Cep telefonları çalışıyor mu?

Tüm operatörler kullanılabilmekte.

Kıyafet olarak yanımıza neler almalıyız?

Yazlık kıyafet giyebilirsiniz. Yanınıza mutlaka bir adet hırka veya kazak, bir adet yağmurluk ve rahat yürüyebileceğiniz iki çift ayakkabı almalısınız.

Alış-veriş imkânı var mı?

Yeni Delhi’de alışveriş yapılabilecek en önemli mekânlardan biri The Central Cottage Industries Emporium. Birçok şubesi bulunan bu mağazalar zinciri, sabit fiyatlarla müşterilerine hizmet veriyor. Ağaç oymaları, bakır işlemeli eşyalar, biblolar, kumaşlar ve hatta mobilyalar çok uygun fiyata alınabilir.

Yemek kültürü bize yakın mı?

Hindistan Mutfağı bizim damak zevkimize yakındır. Yemeklerimizi otelinizde ve en iyi restoranlarda alacağınız için hiçbir sorunla karşılaşmayacaksınız ayrıca gideceğiniz her yerde kapalı şişe suyu temin etme imkânınız olacaktır. Asla açıkta satılan yiyecekleri ve musluktan akan suyu tüketmeyiniz. Konaklayacağımız oteller sağlık bilgisi bakımından üst düzey tesisler olduğundan bu riskler minimumdur.

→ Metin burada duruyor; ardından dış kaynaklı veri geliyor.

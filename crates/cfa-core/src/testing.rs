use std::{
    collections::HashMap,
    sync::Mutex,
    time::Duration,
};

use async_trait::async_trait;
use base64::{Engine, engine::general_purpose::URL_SAFE_NO_PAD};
use cfa_model::{Order, OrderId, RemainingDuration, StatusChange};

use crate::{ApiError, TechApi};

/// Unsigned JWT-shaped token with an optional `sub` claim.
pub fn token_for(subject: Option<&str>) -> String {
    let header = URL_SAFE_NO_PAD.encode(r#"{"alg":"HS256","typ":"JWT"}"#);
    let claims = match subject {
        Some(sub) => format!(r#"{{"sub":"{sub}","exp":1900000000}}"#),
        None => r#"{"exp":1900000000}"#.to_string(),
    };
    format!("{header}.{}.signature", URL_SAFE_NO_PAD.encode(claims))
}

pub fn order(id: &str, services_total: f64, travel_fee: f64) -> Order {
    Order {
        services_total: Some(services_total),
        travel_fee: Some(travel_fee),
        service_date: Some("2025-02-10T15:00:00Z".to_string()),
        ..Order::with_id(id)
    }
}

/// Scripted in-process backend.
#[derive(Default)]
pub struct FakeApi {
    pub token: Option<String>,
    pub available: Vec<Order>,
    pub scheduled: Vec<Order>,
    /// Per-order answer and artificial latency.
    pub remaining: HashMap<OrderId, (Result<RemainingDuration, ApiError>, Duration)>,
    pub calls: Mutex<Vec<String>>,
}

impl FakeApi {
    pub fn with_remaining(
        mut self,
        id: &str,
        answer: Result<RemainingDuration, ApiError>,
        delay_ms: u64,
    ) -> Self {
        self.remaining
            .insert(OrderId::from(id), (answer, Duration::from_millis(delay_ms)));
        self
    }

    pub fn calls(&self) -> Vec<String> {
        self.calls.lock().unwrap().clone()
    }

    fn record(&self, call: String) {
        self.calls.lock().unwrap().push(call);
    }
}

#[async_trait]
impl TechApi for FakeApi {
    async fn login(&self, username: &str, _password: &str) -> Result<String, ApiError> {
        self.record(format!("login {username}"));
        self.token.clone().ok_or(ApiError::Status {
            status: 401,
            message: "Unauthorized".to_string(),
        })
    }

    async fn available_orders(&self) -> Result<Vec<Order>, ApiError> {
        self.record("available".to_string());
        Ok(self.available.clone())
    }

    async fn scheduled_orders(&self, technician: &str) -> Result<Vec<Order>, ApiError> {
        self.record(format!("scheduled {technician}"));
        Ok(self.scheduled.clone())
    }

    async fn remaining_time(&self, order: &OrderId) -> Result<RemainingDuration, ApiError> {
        let Some((answer, delay)) = self.remaining.get(order).cloned() else {
            return Err(ApiError::Status {
                status: 404,
                message: "Not Found".to_string(),
            });
        };
        tokio::time::sleep(delay).await;
        answer
    }

    async fn claim_order(&self, order: &OrderId, technician: &str) -> Result<(), ApiError> {
        self.record(format!("claim {order} {technician}"));
        Ok(())
    }

    async fn update_status(&self, order: &OrderId, status: StatusChange) -> Result<(), ApiError> {
        self.record(format!("status {order} {}", status.code()));
        Ok(())
    }
}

Voltaj ve priz kullanımı nasıl?

Genelde 200-220 V kullanılıyor. Hindistan’da İngiliz tipi üç pimli prizler kullanılmakta. Birçok priz tipine bizim kullandığımız iki pimli fişler uymakta. Prizlerin uymadığı yerlerde sorun yaşamamak için elektronik mağazalarında satılan üniversal fiş adaptörlerinden alınabilir.

Uyarı:

Düzenli ilaç kullananların, ihtiyaçtan daha fazla ilacı yanlarında getirmeleri önerilmekte. Çünkü ülkede her türlü ilaç bulunamıyor. Bunun yanı sıra ciddi bir sağlık sorununuz varsa (kalp, tansiyon, şeker vs.) doktorunuz tarafından imzalı bir belgeyi yanınızda bulundurmanız yararlı olacaktır.